Robust linear semi-infinite programming duality under uncertainty

成果类型:
Article
署名作者:
Goberna, M. A.; Jeyakumar, V.; Li, G.; Lopez, M. A.
署名单位:
Universitat d'Alacant; University of New South Wales Sydney
刊物名称:
MATHEMATICAL PROGRAMMING
ISSN/ISSBN:
0025-5610
DOI:
10.1007/s10107-013-0668-6
发表日期:
2013
页码:
185-203
关键词:
constraint qualifications convex optimization
摘要:
In this paper, we propose a duality theory for semi-infinite linear programming problems under uncertainty in the constraint functions, the objective function, or both, within the framework of robust optimization. We present robust duality by establishing strong duality between the robust counterpart of an uncertain semi-infinite linear program and the optimistic counterpart of its uncertain Lagrangian dual.
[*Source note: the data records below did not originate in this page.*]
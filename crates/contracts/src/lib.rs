//! # Contracts
//!
//! Frozen interface contracts shared by every crate in the workspace: reading types,
//! the pull-based sensor source traits, the mapping engine facade trait, the error
//! taxonomy and the configuration blueprint.
//!
//! Business crates depend on this crate only; reverse dependencies are prohibited.
//!
//! ## Time Model
//! - Every reading carries one absolute [`ReadingTime`] (integer nanoseconds)
//! - Readings from one source arrive in non-decreasing time order

mod blueprint;
mod error;
mod mapping_engine;
mod reading;
mod sensor_source;

pub use blueprint::*;
pub use error::*;
pub use mapping_engine::{LocalMappingEngine, MappingEngine};
pub use reading::*;
pub use sensor_source::{
    LidarSource, LocalLidarSource, LocalMovementSensorSource, MovementSensorSource,
};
We show that robust duality holds whenever a robust moment cone is closed and convex. We then establish that the closed-convex robust moment cone condition in the case of constraint-wise uncertainty is in fact necessary and sufficient for robust duality. In other words, the robust moment cone is closed and convex if and only if robust duality holds for every linear objective function of the program. In the case of uncertain problems with affinely parameterized data uncertainty, we establish that robust duality is easily satisfied under a Slater type constraint qualification. Consequently, we derive robust forms of the Farkas lemma for systems of uncertain semi-infinite linear inequalities.